Premium
Primary and secondary angiosarcoma of the breast: The Mayo Clinic experience
Author(s) -
Scow Jeffrey S.,
Reynolds Carol A.,
Degnim Amy C.,
Petersen Ivy A.,
Jakub James W.,
Boughey Judy C.
Publication year - 2010
Publication title -
journal of surgical oncology
Language(s) - English
Resource type - Journals
SCImago Journal Rank - 1.201
H-Index - 111
eISSN - 1096-9098
pISSN - 0022-4790
DOI - 10.1002/jso.21497
Subject(s) - angiosarcoma , medicine , hemangiosarcoma , malignancy , mastectomy , radiology , breast cancer , cancer , pathology
Background and Objectives Angiosarcoma of the breast can be divided into primary and secondary.

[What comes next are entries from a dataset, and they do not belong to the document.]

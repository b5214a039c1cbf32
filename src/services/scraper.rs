//! Fetch a page and reduce it to plain text for RFP analysis.
//!
//! Google Docs links go through the plain-text export and SAM.gov
//! opportunity pages through the public opportunity JSON, since both serve
//! script-only shells to plain HTTP clients. Failures come back as a result
//! with `success = false`, never as an error.

use anyhow::{anyhow, Context, Result};
use chrono::Utc;
use regex::Regex;
use reqwest::{header, Client, Response};
use serde_json::Value;
use std::sync::LazyLock;
use std::time::Duration;
use tracing::{debug, instrument, warn};
use url::Url;

use crate::domain::scrape::{ScrapeRequest, ScrapeResult};

static HIDDEN_RE: LazyLock<Regex> = LazyLock::new(|| {
    Regex::new(r"(?is)<!--.*?-->|<script\b.*?</script\s*>|<style\b.*?</style\s*>|<noscript\b.*?</noscript\s*>")
        .unwrap()
});
static TAG_RE: LazyLock<Regex> = LazyLock::new(|| Regex::new(r"(?s)<[^>]*>").unwrap());
static ENTITY_RE: LazyLock<Regex> =
    LazyLock::new(|| Regex::new(r"&(#[0-9]{1,7}|#[xX][0-9a-fA-F]{1,6}|[a-zA-Z]{2,8});").unwrap());
static SPACE_RE: LazyLock<Regex> = LazyLock::new(|| Regex::new(r"\s+").unwrap());

const TRUNCATED_MESSAGE: &str = "Response truncated to max_bytes; text excerpt may be incomplete.";
const GOOGLE_AUTH_MESSAGE: &str =
    "Google Docs link requires authentication or is not publicly accessible.";

fn decode_entity(entity: &str) -> Option<String> {
    let c = match entity {
        "amp" => '&',
        "lt" => '<',
        "gt" => '>',
        "quot" => '"',
        "apos" => '\'',
        "nbsp" => ' ',
        "ndash" => '-',
        "mdash" => '-',
        "rsquo" | "lsquo" => '\'',
        "rdquo" | "ldquo" => '"',
        "hellip" => return Some("...".to_string()),
        "copy" => '\u{00A9}',
        "reg" => '\u{00AE}',
        _ => {
            let code = if let Some(hex) = entity.strip_prefix("#x").or_else(|| entity.strip_prefix("#X")) {
                u32::from_str_radix(hex, 16).ok()?
            } else {
                entity.strip_prefix('#')?.parse().ok()?
            };
            char::from_u32(code)?
        }
    };
    Some(c.to_string())
}

fn truncate_chars(text: &str, max_chars: usize) -> (String, bool) {
    if max_chars == 0 || text.chars().count() <= max_chars {
        return (text.to_string(), false);
    }
    (text.chars().take(max_chars).collect(), true)
}

/// Visible text of an HTML document with whitespace collapsed.
pub fn extract_visible_text(html: &str) -> String {
    let without_hidden = HIDDEN_RE.replace_all(html, " ");
    let without_tags = TAG_RE.replace_all(&without_hidden, " ");
    let decoded = ENTITY_RE.replace_all(&without_tags, |caps: &regex::Captures| {
        decode_entity(&caps[1]).unwrap_or_else(|| caps[0].to_string())
    });
    SPACE_RE.replace_all(&decoded, " ").trim().to_string()
}

/// `mailto:x` and `data:...` have a scheme, `example.gov:8080/x` does not.
fn has_explicit_scheme(raw: &str) -> bool {
    if raw.contains("://") {
        return true;
    }
    match raw.split_once(':') {
        Some((scheme, rest)) => {
            !scheme.is_empty()
                && !scheme.contains('.')
                && scheme != "localhost"
                && scheme
                    .chars()
                    .all(|c| c.is_ascii_alphanumeric() || matches!(c, '+' | '-'))
                && !rest.starts_with(|c: char| c.is_ascii_digit())
        }
        None => false,
    }
}

/// Trimmed URL with `https://` added to bare hostnames; only http(s).
pub fn normalize_url(raw: &str) -> Result<Url, String> {
    let raw = raw.trim();
    if raw.is_empty() {
        return Err("URL must not be empty".to_string());
    }
    let candidate = if has_explicit_scheme(raw) {
        raw.to_string()
    } else {
        format!("https://{raw}")
    };
    let url = Url::parse(&candidate).map_err(|e| format!("Invalid URL: {e}"))?;
    match url.scheme() {
        "http" | "https" => Ok(url),
        other => Err(format!("Unsupported URL scheme '{other}'")),
    }
}

/// Document id from `docs.google.com/.../d/<id>/...`
pub fn google_doc_id(url: &Url) -> Option<String> {
    let host = url.host_str()?.to_lowercase();
    if !host.contains("docs.google.com") {
        return None;
    }
    let parts: Vec<&str> = url.path_segments()?.filter(|p| !p.is_empty()).collect();
    parts
        .windows(2)
        .find(|w| w[0] == "d" && w[1].len() > 8)
        .map(|w| w[1].to_string())
}

/// Opportunity id from `sam.gov/opp/<id>/view`
pub fn sam_opportunity_id(url: &Url) -> Option<String> {
    let host = url.host_str()?.to_lowercase();
    if !host.ends_with("sam.gov") {
        return None;
    }
    let parts: Vec<&str> = url.path_segments()?.filter(|p| !p.is_empty()).collect();
    parts
        .windows(2)
        .find(|w| w[0] == "opp")
        .map(|w| w[1].to_string())
}

/// Readable summary of a SAM.gov opportunity JSON document.
pub fn sam_opportunity_text(data: &Value) -> Option<String> {
    let opp = data
        .get("opportunity")
        .or_else(|| data.get("data"))
        .unwrap_or(data);
    let meta = opp.get("data2").or_else(|| opp.get("data")).unwrap_or(&Value::Null);
    let str_at = |v: &Value, path: &[&str]| -> Option<String> {
        let mut cur = v;
        for key in path {
            cur = cur.get(*key)?;
        }
        cur.as_str()
            .map(str::trim)
            .filter(|s| !s.is_empty())
            .map(str::to_string)
    };

    let mut parts: Vec<String> = Vec::new();
    parts.extend(str_at(meta, &["title"]));
    parts.extend(
        str_at(meta, &["solicitationNumber"])
            .or_else(|| str_at(meta, &["solicitation", "solicitationNumber"])),
    );
    if let Some(due) = str_at(meta, &["solicitation", "deadlines", "response"]) {
        parts.push(format!("Response due: {due}"));
        if let Some(tz) = str_at(meta, &["solicitation", "deadlines", "responseTz"]) {
            parts.push(format!("Time zone: {tz}"));
        }
    }

    let place = meta.get("placeOfPerformance").unwrap_or(&Value::Null);
    let location: Vec<String> = [
        str_at(place, &["streetAddress"]),
        str_at(place, &["city", "name"]),
        str_at(place, &["state", "name"]),
        str_at(place, &["zip"]),
    ]
    .into_iter()
    .flatten()
    .collect();
    if !location.is_empty() {
        parts.push(format!("Place of performance: {}", location.join(", ")));
    }

    let description = opp
        .get("description")
        .or_else(|| meta.get("description"))
        .unwrap_or(&Value::Null);
    match description {
        Value::Array(items) => {
            for item in items {
                let body = match item {
                    Value::Object(_) => str_at(item, &["body"]),
                    Value::String(s) => Some(s.trim().to_string()).filter(|s| !s.is_empty()),
                    _ => None,
                };
                parts.extend(body);
            }
        }
        Value::String(s) if !s.trim().is_empty() => parts.push(s.trim().to_string()),
        _ => {}
    }

    if parts.is_empty() {
        None
    } else {
        Some(parts.join("\n\n"))
    }
}
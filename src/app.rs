use anyhow::Result;
use axum::{extract::DefaultBodyLimit, http::HeaderValue, Router};
use std::sync::Arc;
use tower_http::{
    cors::{AllowHeaders, AllowMethods, CorsLayer},
    limit::RequestBodyLimitLayer,
    trace::{DefaultMakeSpan, DefaultOnRequest, DefaultOnResponse, TraceLayer},
};
use tracing::Level;

use crate::auth::Authenticator;
use crate::config::Settings;
use crate::middleware::{request_id_layer, X_REQUEST_ID};
use crate::routes;
use crate::services::sam::OpportunitySource;
use crate::services::{
    Calculator, Catalog, ContractSync, LlmClient, NarrativeService, ObjectStorage, RedisCache,
    ReportBuilder, WebScraper,
};
use crate::store::Stores;

/// Shared application state
#[derive(Clone)]
pub struct AppState {
    pub settings: Settings,
    pub stores: Stores,
    pub auth: Authenticator,
    pub catalog: Arc<Catalog>,
    pub calculator: Arc<Calculator>,
    pub narrative: NarrativeService,
    pub reports: ReportBuilder,
    /// None when no bucket is configured; uploads are refused
    pub storage: Option<ObjectStorage>,
    /// None when Redis is not configured or unreachable
    pub cache: Option<RedisCache>,
    pub scraper: WebScraper,
    pub contract_sync: Arc<ContractSync>,
}

impl AppState {
    pub fn new(
        settings: Settings,
        stores: Stores,
        auth: Authenticator,
        cache: Option<RedisCache>,
        storage: Option<ObjectStorage>,
        sam: Option<Arc<dyn OpportunitySource>>,
    ) -> Result<Arc<Self>> {
        let catalog = Arc::new(Catalog::new());
        let calculator = Arc::new(Calculator::new(catalog.clone()));
        let narrative = NarrativeService::new(LlmClient::new(&settings)?, cache.clone(), catalog.clone());
        let reports = ReportBuilder::new(
            calculator.clone(),
            narrative.clone(),
            storage.clone(),
            stores.proposals.clone(),
            stores.reports.clone(),
            &settings.tool_version,
        );
        let scraper = WebScraper::new(&settings.scraper_user_agent)?;
        let contract_sync = Arc::new(ContractSync::new(&settings, sam, stores.contracts.clone()));

        Ok(Arc::new(Self {
            settings,
            stores,
            auth,
            catalog,
            calculator,
            narrative,
            reports,
            storage,
            cache,
            scraper,
            contract_sync,
        }))
    }

    /// Memory stores and no external services; local tokens only.
    #[cfg(test)]
    pub fn for_tests() -> Arc<Self> {
        let settings = Settings::default();
        let auth = Authenticator::from_settings(&settings).unwrap();
        Self::new(settings, Stores::memory(), auth, None, None, None).unwrap()
    }

    pub fn storage(&self) -> crate::error::ApiResult<&ObjectStorage> {
        self.storage
            .as_ref()
            .ok_or_else(|| crate::error::ApiError::bad_request("Object storage is not configured"))
    }
}

/// Build the complete application with all middleware
pub fn create_app(state: Arc<AppState>) -> Router {
    let cors = build_cors_layer(&state.settings);

    // Build trace layer (use DEBUG for spans to reduce overhead at INFO level)
    let trace_layer = TraceLayer::new_for_http()
        .make_span_with(DefaultMakeSpan::new().level(Level::DEBUG))
        .on_request(DefaultOnRequest::new().level(Level::DEBUG))
        .on_response(DefaultOnResponse::new().level(Level::INFO));

    let (set_request_id, propagate_request_id) = request_id_layer();

    // Multipart uploads carry some framing on top of the file itself
    let body_limit = state.settings.max_upload_bytes + 64 * 1024;

    Router::new()
        .merge(routes::api_router())
        // Middleware stack (applied bottom-up)
        .layer(DefaultBodyLimit::disable())
        .layer(RequestBodyLimitLayer::new(body_limit))
        .layer(propagate_request_id)
        .layer(trace_layer)
        .layer(set_request_id)
        .layer(cors)
        .with_state(state)
}

fn build_cors_layer(settings: &Settings) -> CorsLayer {
    let origins: Vec<HeaderValue> = settings
        .cors_allow_origins
        .iter()
        .filter_map(|origin| origin.parse().ok())
        .collect();

    let max_age = if settings.env.is_dev() {
        std::time::Duration::from_secs(86400)
    } else {
        std::time::Duration::from_secs(3600)
    };

    CorsLayer::new()
        .allow_origin(origins)
        .allow_methods(AllowMethods::list([
            axum::http::Method::GET,
            axum::http::Method::POST,
            axum::http::Method::PUT,
            axum::http::Method::PATCH,
            axum::http::Method::DELETE,
            axum::http::Method::OPTIONS,
        ]))
        .allow_headers(AllowHeaders::list([
            axum::http::header::AUTHORIZATION,
            axum::http::header::CONTENT_TYPE,
            axum::http::header::ACCEPT,
            axum::http::HeaderName::from_static(X_REQUEST_ID),
        ]))
        .expose_headers([
            axum::http::header::CONTENT_DISPOSITION,
            axum::http::HeaderName::from_static(X_REQUEST_ID),
        ])
        .allow_credentials(true)
        .max_age(max_age)
}
//! AI narrative domain types
//!
//! Request and response DTOs for narrative sections, SOP-style subtasks and
//! generated proposal lists.

use serde::{Deserialize, Serialize};
use std::collections::BTreeMap;

use super::estimation::{EstimationInput, EstimationResult, InputSummary};

pub const DEFAULT_SECTIONS: [&str; 4] = [
    "executive_summary",
    "assumptions",
    "risks",
    "recommendations",
];

pub fn default_tone() -> String {
    "professional".to_string()
}

/// Where generated text came from
#[derive(Debug, Clone, Copy, Serialize, Deserialize, PartialEq, Eq)]
#[serde(rename_all = "snake_case")]
pub enum TextSource {
    Ai,
    Cache,
    Template,
}

/// POST /api/v1/narrative body
#[derive(Debug, Clone, Deserialize)]
pub struct NarrativeRequest {
    pub estimation_result: EstimationResult,
    pub input_summary: InputSummary,
    #[serde(default)]
    pub sections: Option<Vec<String>>,
    #[serde(default = "default_tone")]
    pub tone: String,
}

#[derive(Debug, Clone, Serialize, Deserialize, PartialEq)]
pub struct NarrativeResponse {
    pub sections: BTreeMap<String, String>,
    pub source: TextSource,
}

/// POST /api/v1/narrative/section body
#[derive(Debug, Clone, Deserialize)]
pub struct SectionRequest {
    pub section: String,
    pub estimation_result: EstimationResult,
    pub input_summary: InputSummary,
    /// Extra guidance appended to the prompt
    #[serde(default)]
    pub prompt: Option<String>,
    #[serde(default = "default_tone")]
    pub tone: String,
}

#[derive(Debug, Clone, Serialize, Deserialize)]
pub struct SectionResponse {
    pub section: String,
    pub text: String,
    pub source: TextSource,
}

#[derive(Debug, Clone, Serialize, Deserialize, PartialEq)]
pub struct Subtask {
    pub title: String,
    #[serde(default)]
    pub description: String,
    #[serde(default)]
    pub hours: f64,
    #[serde(default, skip_serializing_if = "Option::is_none")]
    pub role: Option<String>,
}

#[derive(Debug, Clone, Serialize, Deserialize)]
pub struct ModuleSubtasks {
    pub module_id: String,
    pub module_name: String,
    pub hours: f64,
    pub subtasks: Vec<Subtask>,
    pub source: TextSource,
}

/// POST /api/v1/subtasks/preview body
#[derive(Debug, Clone, Serialize, Deserialize)]
pub struct SubtasksPreviewRequest {
    #[serde(flatten)]
    pub input: EstimationInput,
    #[serde(default)]
    pub project_name: Option<String>,
    #[serde(default = "default_tone")]
    pub tone: String,
    /// Ask the model; otherwise the deterministic template is used
    #[serde(default = "default_use_ai")]
    pub use_ai: bool,
}

fn default_use_ai() -> bool {
    true
}

#[derive(Debug, Clone, Serialize, Deserialize)]
pub struct SubtasksPreviewResponse {
    pub modules: Vec<ModuleSubtasks>,
    pub total_hours: f64,
}

/// Kind of generated proposal list
#[derive(Debug, Clone, Copy, Serialize, Deserialize, PartialEq, Eq, Hash)]
#[serde(rename_all = "snake_case")]
pub enum ListKind {
    Assumptions,
    Comments,
    SecurityProtocols,
    ComplianceFrameworks,
}

impl ListKind {
    pub fn as_str(&self) -> &'static str {
        match self {
            Self::Assumptions => "assumptions",
            Self::Comments => "comments",
            Self::SecurityProtocols => "security_protocols",
            Self::ComplianceFrameworks => "compliance_frameworks",
        }
    }

    pub fn describe(&self) -> &'static str {
        match self {
            Self::Assumptions => "estimating and delivery assumptions",
            Self::Comments => "reviewer comments and clarification questions",
            Self::SecurityProtocols => "security protocols and controls",
            Self::ComplianceFrameworks => "applicable compliance frameworks",
        }
    }
}

impl std::fmt::Display for ListKind {
    fn fmt(&self, f: &mut std::fmt::Formatter<'_>) -> std::fmt::Result {
        f.write_str(self.as_str())
    }
}

/// POST /api/v1/{assumptions,comments,...}/generate body
#[derive(Debug, Clone, Default, Deserialize)]
pub struct ListGenerationRequest {
    /// Scraped RFP or statement-of-work text
    #[serde(default)]
    pub rfp_text: Option<String>,
    #[serde(default)]
    pub modules: Vec<String>,
    #[serde(default)]
    pub project_name: Option<String>,
    #[serde(default)]
    pub max_items: Option<usize>,
}

impl ListGenerationRequest {
    pub const DEFAULT_MAX_ITEMS: usize = 8;

    pub fn max_items(&self) -> usize {
        self.max_items.unwrap_or(Self::DEFAULT_MAX_ITEMS).clamp(1, 25)
    }
}

#[derive(Debug, Clone, Serialize, Deserialize)]
pub struct ListGenerationResponse {
    pub kind: ListKind,
    pub items: Vec<String>,
    pub source: TextSource,
}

The objective was to determine clinicopathologic factors associated with breast angiosarcoma and to compare primary versus secondary angiosarcoma. Methods Breast angiosarcoma cases at Mayo Clinic from 1960 to 2008 were identified. Clinicopathologic factors were reviewed. Characteristics of primary and secondary angiosarcoma were compared. Results Twenty‐seven cases of primary angiosarcoma and 14 cases of secondary angiosarcoma were identified. The median age of primary angiosarcoma patients was lower than that of secondary angiosarcoma—43 years versus 73 years ( P < 0.0001). Primary angiosarcoma more frequently presented with a mass, whereas secondary angiosarcoma presented with a rash ( P < 0.0001). Median time from radiation to secondary angiosarcoma diagnosis was 6.8 years. Median tumor size was 7.0 cm for primary angiosarcoma and 5.0 cm for secondary angiosarcoma ( P = 0.7). Tumors were high grade in 33% of primary angiosarcoma and 82% of secondary angiosarcoma ( P = 0.02). Five‐year survival for primary and secondary angiosarcoma was 46% and 69%, respectively ( P = 0.8). Conclusion Primary angiosarcoma occurs in younger patients than secondary and more frequently presents with a mass. Mastectomy is the mainstay of treatment for breast angiosarcoma. Breast angiosarcoma is a rare malignancy with poor long‐term prognosis. J. Surg. Oncol. 2010; 101:401–407. © 2010 Wiley‐Liss, Inc.